A new in vitro approach is used to investigate the specificity of purified yeast RNA polymerase B (II). The template is supercoiled, the transcription is primed by a dinucleotide, and the transcripts are analyzed by polyacrylamide gel electrophoresis after synthesis in the absence of one nucleoside triphosphate. Under these conditions, two recombinant plasmids carrying the gene or part of the gene for yeast alcohol dehydrogenase I direct the synthesis of a very limited number of oligonucleotides. Elongation of these prelabeled oligomers, using unlabeled substrates, occurs in a discontinuous way. A major transcript of 200 nucleotides accumulates transiently.

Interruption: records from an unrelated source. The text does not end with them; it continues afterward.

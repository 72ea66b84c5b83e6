// src/core/scorer.rs
use crate::config::{ScorerConfig, ScoringMethod};
use crate::models::NoteId;
use std::collections::{BTreeMap, BTreeSet};

/// Per-note centrality from one full computation over the link graph.
#[derive(Debug, Clone, Default, PartialEq)]
pub struct Importance {
    pub scores: BTreeMap<NoteId, f64>,
    pub iterations: usize,
    pub converged: bool,
    /// Largest score change of the last iteration.
    pub delta: f64,
}

impl Importance {
    /// Score of `id`, zero for unknown notes.
    #[must_use]
    pub fn get(&self, id: &str) -> f64 {
        self.scores.get(id).copied().unwrap_or(0.0)
    }

    /// Highest score of the corpus, zero when it is empty.
    #[must_use]
    pub fn max(&self) -> f64 {
        self.scores.values().copied().fold(0.0, f64::max)
    }
}

/// Adjacency by position in the sorted id list.
struct Graph {
    incoming: Vec<Vec<usize>>,
    out_degree: Vec<usize>,
}

impl Graph {
    fn new(ids: &[&NoteId], arcs: &BTreeSet<(&NoteId, &NoteId)>) -> Self {
        let n = ids.len();
        let mut graph = Self {
            incoming: vec![Vec::new(); n],
            out_degree: vec![0; n],
        };
        for (source, target) in arcs {
            if source == target {
                continue;
            }
            let (Ok(s), Ok(t)) = (ids.binary_search(source), ids.binary_search(target)) else {
                continue;
            };
            graph.incoming[t].push(s);
            graph.out_degree[s] += 1;
        }
        graph
    }
}

/// Computes importance for `ids` over the collapsed arc set.
///
/// Scores depend only on the graph structure: nodes are processed in id order whatever
/// order the caller discovered them in. Self-loops are ignored. Both methods start from
/// the uniform vector `1/N` and stop once no score moves by more than the tolerance, or
/// at the iteration cap. A non-finite iterate stops the loop and falls back to the
/// uniform vector.
#[must_use]
pub fn compute<'a>(
    ids: impl IntoIterator<Item = &'a NoteId>,
    arcs: &BTreeSet<(&NoteId, &NoteId)>,
    config: &ScorerConfig,
) -> Importance {
    let mut ids: Vec<&NoteId> = ids.into_iter().collect();
    ids.sort();
    ids.dedup();

    let n = ids.len();
    if n == 0 {
        return Importance {
            converged: true,
            ..Importance::default()
        };
    }

    let graph = Graph::new(&ids, arcs);
    let uniform = 1.0 / n as f64;
    let mut scores = vec![uniform; n];
    let mut iterations = 0;
    let mut delta = f64::INFINITY;
    let mut converged = false;

    while iterations < config.max_iterations {
        let next = match config.method {
            ScoringMethod::PageRank => pagerank_step(&graph, &scores, config.damping, uniform),
            ScoringMethod::Katz => katz_step(&graph, &scores, config.alpha, uniform),
        };
        iterations += 1;

        if next.iter().any(|score| !score.is_finite()) {
            tracing::warn!(iterations, "importance diverged, using uniform scores");
            scores = vec![uniform; n];
            delta = f64::INFINITY;
            break;
        }

        delta = scores
            .iter()
            .zip(&next)
            .map(|(old, new)| (old - new).abs())
            .fold(0.0, f64::max);
        scores = next;
        if delta < config.tolerance {
            converged = true;
            break;
        }
    }

    if !converged {
        tracing::warn!(iterations, delta, "importance did not converge");
    }

    if config.method == ScoringMethod::Katz {
        normalize(&mut scores);
    }

    Importance {
        scores: ids.into_iter().cloned().zip(scores).collect(),
        iterations,
        converged,
        delta,
    }
}

/// `(1-d)/N + d*D/N + d * sum(r_j / outdeg_j)` where `D` is the mass held by dangling notes.
fn pagerank_step(graph: &Graph, scores: &[f64], damping: f64, uniform: f64) -> Vec<f64> {
    let dangling: f64 = scores
        .iter()
        .zip(&graph.out_degree)
        .filter(|&(_, &degree)| degree == 0)
        .map(|(score, _)| score)
        .sum();
    let base = (1.0 - damping).mul_add(uniform, damping * dangling * uniform);

    graph
        .incoming
        .iter()
        .map(|sources| {
            let inflow: f64 = sources
                .iter()
                .map(|&j| scores[j] / graph.out_degree[j] as f64)
                .sum();
            damping.mul_add(inflow, base)
        })
        .collect()
}

/// `1/N + alpha * sum(x_j)`
fn katz_step(graph: &Graph, scores: &[f64], alpha: f64, uniform: f64) -> Vec<f64> {
    graph
        .incoming
        .iter()
        .map(|sources| {
            let inflow: f64 = sources.iter().map(|&j| scores[j]).sum();
            alpha.mul_add(inflow, uniform)
        })
        .collect()
}

fn normalize(scores: &mut [f64]) {
    let total: f64 = scores.iter().sum();
    if total > 0.0 && total.is_finite() {
        for score in scores.iter_mut() {
            *score /= total;
        }
    }
}
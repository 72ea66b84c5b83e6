// src/core/index.rs
pub mod tokenizer;

use crate::config::IndexConfig;
use crate::models::{Note, NoteId};
use std::collections::{BTreeMap, HashMap};
pub use tokenizer::Tokenizer;

/// Occurrences of one term in one note.
#[derive(Debug, Clone, PartialEq, Eq)]
pub struct Posting {
    pub note: NoteId,
    pub term_frequency: usize,
    /// Token positions, ascending. The body starts one position after the title.
    pub positions: Vec<usize>,
}

/// Tokens of a search string. Quoted parts also have to appear as consecutive tokens.
#[derive(Debug, Clone, Default, PartialEq, Eq)]
pub struct TextQuery {
    pub terms: Vec<String>,
    pub phrases: Vec<Vec<String>>,
}

impl TextQuery {
    #[must_use]
    pub fn is_empty(&self) -> bool {
        self.terms.is_empty()
    }
}

/// Inverted index over note titles and bodies with BM25 relevance.
#[derive(Debug, Default)]
pub struct TextIndex {
    tokenizer: Tokenizer,
    k1: f64,
    b: f64,
    /// Postings are ordered by note id.
    postings: HashMap<String, Vec<Posting>>,
    lengths: BTreeMap<NoteId, usize>,
    average_length: f64,
}

impl TextIndex {
    #[must_use]
    pub fn build(notes: &BTreeMap<NoteId, Note>, config: &IndexConfig) -> Self {
        let tokenizer = Tokenizer::new(config.stem);
        let mut postings: HashMap<String, Vec<Posting>> = HashMap::new();
        let mut lengths = BTreeMap::new();

        for (id, note) in notes {
            let title = tokenizer.tokenize(&note.title);
            let body = tokenizer.tokenize(&note.text);
            let body_start = title.len() + 1;

            let mut positions: HashMap<String, Vec<usize>> = HashMap::new();
            let numbered = title
                .into_iter()
                .enumerate()
                .chain(body.into_iter().enumerate().map(|(i, t)| (body_start + i, t)));
            let mut length = 0;
            for (position, term) in numbered {
                positions.entry(term).or_default().push(position);
                length += 1;
            }
            lengths.insert(id.clone(), length);

            for (term, positions) in positions {
                postings.entry(term).or_default().push(Posting {
                    note: id.clone(),
                    term_frequency: positions.len(),
                    positions,
                });
            }
        }

        let average_length = if lengths.is_empty() {
            0.0
        } else {
            lengths.values().sum::<usize>() as f64 / lengths.len() as f64
        };
        tracing::debug!(
            terms = postings.len(),
            notes = lengths.len(),
            "built text index"
        );

        Self {
            tokenizer,
            k1: config.k1,
            b: config.b,
            postings,
            lengths,
            average_length,
        }
    }

    /// Tokenizes a search string. A `"` without a partner is read as plain text.
    #[must_use]
    pub fn parse_query(&self, text: &str) -> TextQuery {
        let mut query = TextQuery::default();
        let parts: Vec<&str> = text.split('"').collect();
        let closed = parts.len() % 2 == 1;

        for (i, part) in parts.iter().enumerate() {
            let tokens = self.tokenizer.tokenize(part);
            let quoted = i % 2 == 1 && (closed || i + 1 < parts.len());
            if quoted && !tokens.is_empty() {
                query.phrases.push(tokens.clone());
            }
            query.terms.extend(tokens);
        }
        query
    }

    #[must_use]
    pub fn postings(&self, term: &str) -> &[Posting] {
        self.postings.get(term).map_or(&[], Vec::as_slice)
    }

    #[must_use]
    pub fn term_count(&self) -> usize {
        self.postings.len()
    }

    #[must_use]
    pub fn document_count(&self) -> usize {
        self.lengths.len()
    }

    /// BM25 score of every note matching the query. Notes without a matching term, or
    /// missing one of the phrases, are absent.
    #[must_use]
    pub fn score(&self, query: &TextQuery) -> BTreeMap<NoteId, f64> {
        let mut scores: BTreeMap<NoteId, f64> = BTreeMap::new();
        let mut terms: Vec<&String> = query.terms.iter().collect();
        terms.sort();
        terms.dedup();

        let total = self.lengths.len() as f64;
        let average_length = if self.average_length > 0.0 {
            self.average_length
        } else {
            1.0
        };

        for term in terms {
            let postings = self.postings(term);
            if postings.is_empty() {
                continue;
            }
            let matching = postings.len() as f64;
            let idf = ((total - matching + 0.5) / (matching + 0.5) + 1.0).ln();

            for posting in postings {
                let (tf, length) = (
                    posting.term_frequency as f64,
                    self.lengths.get(&posting.note).copied().unwrap_or(0) as f64,
                );
                let norm = self.k1 * (1.0 - self.b + self.b * length / average_length);
                *scores.entry(posting.note.clone()).or_insert(0.0) +=
                    idf * tf * (self.k1 + 1.0) / (tf + norm);
            }
        }

        scores.retain(|id, score| {
            *score > 0.0 && query.phrases.iter().all(|phrase| self.contains_phrase(id, phrase))
        });
        scores
    }

    /// Whether the tokens of `phrase` occur at consecutive positions in note `id`.
    #[must_use]
    pub fn contains_phrase(&self, id: &NoteId, phrase: &[String]) -> bool {
        let Some((first, rest)) = phrase.split_first() else {
            return true;
        };
        let Some(starts) = self.positions(first, id) else {
            return false;
        };
        let rest: Option<Vec<&[usize]>> = rest.iter().map(|term| self.positions(term, id)).collect();
        let Some(rest) = rest else {
            return false;
        };

        starts.iter().any(|&start| {
            rest.iter()
                .enumerate()
                .all(|(offset, positions)| positions.binary_search(&(start + offset + 1)).is_ok())
        })
    }

    fn positions(&self, term: &str, id: &NoteId) -> Option<&[usize]> {
        let postings = self.postings(term);
        postings
            .binary_search_by(|posting| posting.note.cmp(id))
            .ok()
            .map(|i| postings[i].positions.as_slice())
    }
}
// src/config.rs
use crate::error::CorpusError;
use crate::utils::absolute_dir;
use serde::Deserialize;
use std::fs;
use std::path::{Path, PathBuf};

/// Name of the optional settings file looked up in the notes directory and its parents.
pub const CONFIG_FILE: &str = ".zks.toml";

/// Everything one invocation needs to know about a corpus. The directory is always carried
/// explicitly so several corpora can be loaded side by side.
#[derive(Debug, Clone, Deserialize)]
#[serde(default, deny_unknown_fields)]
pub struct Config {
    #[serde(skip)]
    pub directory: PathBuf,
    pub scan: ScanConfig,
    pub scorer: ScorerConfig,
    pub index: IndexConfig,
    pub search: SearchConfig,
}

#[derive(Debug, Clone, Deserialize)]
#[serde(default, deny_unknown_fields)]
pub struct ScanConfig {
    /// Directory names skipped during the walk.
    pub exclude: Vec<String>,
}

#[derive(Debug, Clone, Copy, PartialEq, Eq, Deserialize)]
#[serde(rename_all = "lowercase")]
pub enum ScoringMethod {
    PageRank,
    Katz,
}

#[derive(Debug, Clone, Deserialize)]
#[serde(default, deny_unknown_fields)]
pub struct ScorerConfig {
    pub method: ScoringMethod,
    /// PageRank damping factor.
    pub damping: f64,
    /// Katz attenuation factor.
    pub alpha: f64,
    pub tolerance: f64,
    pub max_iterations: usize,
}

#[derive(Debug, Clone, Deserialize)]
#[serde(default, deny_unknown_fields)]
pub struct IndexConfig {
    pub k1: f64,
    pub b: f64,
    /// Reduce terms to their English stem before indexing and querying.
    pub stem: bool,
}

#[derive(Debug, Clone, Deserialize)]
#[serde(default, deny_unknown_fields)]
pub struct SearchConfig {
    /// Share of the combined score given to text relevance, the rest goes to importance.
    pub text_weight: f64,
    /// Results printed by the command line. The library returns every match.
    pub limit: usize,
}

impl Default for Config {
    fn default() -> Self {
        Self::new(PathBuf::from("."))
    }
}

impl Default for ScanConfig {
    fn default() -> Self {
        Self {
            exclude: vec![".git".to_owned()],
        }
    }
}

impl Default for ScorerConfig {
    fn default() -> Self {
        Self {
            method: ScoringMethod::PageRank,
            damping: 0.85,
            alpha: 0.1,
            tolerance: 1e-10,
            max_iterations: 1000,
        }
    }
}

impl Default for IndexConfig {
    fn default() -> Self {
        Self {
            k1: 1.2,
            b: 0.75,
            stem: false,
        }
    }
}

impl Default for SearchConfig {
    fn default() -> Self {
        Self {
            text_weight: 0.7,
            limit: 10,
        }
    }
}

impl Config {
    /// Default settings for `directory`, ignoring any settings file.
    #[must_use]
    pub fn new(directory: PathBuf) -> Self {
        Self {
            directory,
            scan: ScanConfig::default(),
            scorer: ScorerConfig::default(),
            index: IndexConfig::default(),
            search: SearchConfig::default(),
        }
    }

    /// Settings for `directory`, read from the nearest `.zks.toml` in it or one of its
    /// parents. Falls back to defaults when there is none.
    ///
    /// # Errors
    ///
    /// Returns an error if:
    /// * The current directory is needed to resolve a relative path and cannot be read
    /// * A settings file exists but cannot be read or is not valid TOML for these settings
    pub fn load(directory: &Path) -> Result<Self, CorpusError> {
        let absolute = absolute_dir(directory)?;

        let Some(file) = find_config_file(&absolute) else {
            return Ok(Self::new(directory.to_path_buf()));
        };

        let content = fs::read_to_string(&file).map_err(|source| CorpusError::DirectoryUnreadable {
            path: file.clone(),
            source,
        })?;
        let mut config = Self::parse(&content).map_err(|source| CorpusError::Config {
            path: file.clone(),
            source: Box::new(source),
        })?;
        config.directory = directory.to_path_buf();

        tracing::debug!(file = %file.display(), "loaded settings");
        Ok(config)
    }

    /// Parses settings text. The directory is left at its default.
    ///
    /// # Errors
    ///
    /// Returns the TOML error when the text is malformed or names unknown settings.
    pub fn parse(content: &str) -> Result<Self, toml::de::Error> {
        toml::from_str(content)
    }
}

fn find_config_file(dir: &Path) -> Option<PathBuf> {
    dir.ancestors()
        .map(|ancestor| ancestor.join(CONFIG_FILE))
        .find(|candidate| candidate.is_file())
}
// src/models/diagnostic.rs
use crate::models::NoteId;
use serde::Serialize;
use std::fmt;
use std::path::PathBuf;

/// Something noteworthy that happened while loading a corpus without stopping it.
#[derive(Debug, Clone, PartialEq, Serialize)]
#[serde(tag = "kind", rename_all = "snake_case")]
pub enum Diagnostic {
    /// A file was excluded from the note set.
    SkippedFile { path: PathBuf, reason: String },
    /// A frontmatter attribute could not be represented and was left out.
    DroppedAttribute { note: NoteId, key: String },
    UnresolvedLink { source: NoteId, target: String, line: usize },
    /// The importance iteration stopped at its cap (or on a non-finite iterate).
    NonConvergence { iterations: usize, delta: f64 },
}

impl fmt::Display for Diagnostic {
    fn fmt(&self, f: &mut fmt::Formatter<'_>) -> fmt::Result {
        match self {
            Self::SkippedFile { path, reason } => {
                write!(f, "skipped {}: {reason}", path.display())
            }
            Self::DroppedAttribute { note, key } => {
                write!(f, "{note}: attribute `{key}` is a nested mapping and was dropped")
            }
            Self::UnresolvedLink { source, target, line } => {
                write!(f, "{source}:{line}: unresolved link `{target}`")
            }
            Self::NonConvergence { iterations, delta } => write!(
                f,
                "importance did not converge after {iterations} iterations (last change {delta:e})"
            ),
        }
    }
}
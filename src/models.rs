// src/models.rs
mod diagnostic;
mod link;
mod note;
mod query_result;
mod value;

pub use diagnostic::Diagnostic;
pub use link::{LinkEdge, LinkKind, LinkSummary, OutboundLink, RawLink, UnresolvedLink};
pub use note::{Note, NoteId};
pub(crate) use note::strip_markdown_extension;
pub use query_result::{QueryResult, ResultDocument};
pub use value::Value;
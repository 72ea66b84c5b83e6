// tests/integration_tests/edge_cases_test.rs
use super::common::{create_test_file, load};
use anyhow::Result;
use zks::{Config, Corpus, CorpusError, Diagnostic, NoteId};

#[test]
fn test_empty_directory() -> Result<()> {
    let temp_dir = tempfile::tempdir()?;
    let corpus = load(temp_dir.path())?;

    assert!(corpus.is_empty());
    assert!(corpus.importance().scores.is_empty());
    assert!(corpus.search("anything", &[] as &[&str])?.is_empty());
    assert!(corpus.query(&["status=draft"])?.is_empty());
    assert!(corpus.backlinks("x.md").is_empty());
    Ok(())
}

#[test]
fn test_single_note_without_links() -> Result<()> {
    let temp_dir = tempfile::tempdir()?;
    create_test_file(temp_dir.path(), "solo.md", "just one note")?;
    let corpus = load(temp_dir.path())?;

    assert!((corpus.importance().get("solo.md") - 1.0).abs() < 1e-9);
    let results = corpus.search("note", &[] as &[&str])?;
    assert_eq!(results.len(), 1);
    assert!((results[0].combined_score - 1.0).abs() < 1e-9);
    assert!(corpus.backlinks("solo.md").is_empty());
    Ok(())
}

#[test]
fn test_missing_directory_is_fatal() -> Result<()> {
    let temp_dir = tempfile::tempdir()?;
    let err = Corpus::load(&Config::new(temp_dir.path().join("absent"))).unwrap_err();
    assert!(matches!(err, CorpusError::DirectoryMissing { .. }));
    Ok(())
}

#[test]
fn test_one_bad_note_does_not_block_the_rest() -> Result<()> {
    let temp_dir = tempfile::tempdir()?;
    create_test_file(temp_dir.path(), "good.md", "---\ntitle: Good\n---\nsearchable text")?;
    create_test_file(temp_dir.path(), "bad.md", "---\ntitle: [broken\n---\nsearchable text")?;
    create_test_file(temp_dir.path(), "open.md", "---\ntitle: never closed\nsearchable text")?;
    std::fs::write(temp_dir.path().join("binary.md"), [0xff_u8, 0xfe, 0x00, 0x01])?;

    let corpus = load(temp_dir.path())?;
    let results = corpus.search("searchable", &[] as &[&str])?;
    assert_eq!(results.len(), 1);
    assert_eq!(results[0].document.id, NoteId::new("good.md"));

    let skipped = corpus
        .diagnostics()
        .iter()
        .filter(|d| matches!(d, Diagnostic::SkippedFile { .. }))
        .count();
    assert_eq!(skipped, 3);
    Ok(())
}

#[test]
fn test_discovery_order_does_not_change_scores() -> Result<()> {
    // Same graph under two naming schemes that sort in opposite orders.
    let first = tempfile::tempdir()?;
    create_test_file(first.path(), "a.md", "[[b]] [[c]]")?;
    create_test_file(first.path(), "b.md", "[[c]]")?;
    create_test_file(first.path(), "c.md", "[[a]]")?;

    let second = tempfile::tempdir()?;
    create_test_file(second.path(), "z.md", "[[y]] [[x]]")?;
    create_test_file(second.path(), "y.md", "[[x]]")?;
    create_test_file(second.path(), "x.md", "[[z]]")?;

    let first = load(first.path())?;
    let second = load(second.path())?;
    for (a, b) in [("a.md", "z.md"), ("b.md", "y.md"), ("c.md", "x.md")] {
        let (a, b) = (first.importance().get(a), second.importance().get(b));
        assert!((a - b).abs() < 1e-12, "{a} != {b}");
    }
    Ok(())
}

#[test]
fn test_links_inside_code_are_ignored() -> Result<()> {
    let temp_dir = tempfile::tempdir()?;
    create_test_file(
        temp_dir.path(),
        "code.md",
        "Use `[[target]]` syntax.\n\n```\n[[target]]\n```\n",
    )?;
    create_test_file(temp_dir.path(), "target.md", "target")?;
    let corpus = load(temp_dir.path())?;

    assert!(corpus.backlinks("target.md").is_empty());
    assert!(corpus.graph().unresolved().is_empty());
    Ok(())
}

#[test]
fn test_excluded_directories() -> Result<()> {
    let temp_dir = tempfile::tempdir()?;
    create_test_file(temp_dir.path(), "keep.md", "kept")?;
    create_test_file(temp_dir.path(), "templates/daily.md", "{{date}}")?;

    let mut config = Config::new(temp_dir.path().to_path_buf());
    config.scan.exclude = vec!["templates".to_owned()];
    let corpus = Corpus::load(&config)?;
    assert_eq!(corpus.len(), 1);
    Ok(())
}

Southern hybridization shows that it is initiated about 1,400 bases upstream from the origin of the yeast alcohol dehydrogenase I gene. A minor start was identified, by a modified runoff experiment, at position -35 from the AUG initiation codon. The location of this site is related to the presumptive in vivo transcription starts. The selectivity disappears when the template is a truncated DNA. Then, initiation occurs predominantly at nicks introduced by the restriction enzymes.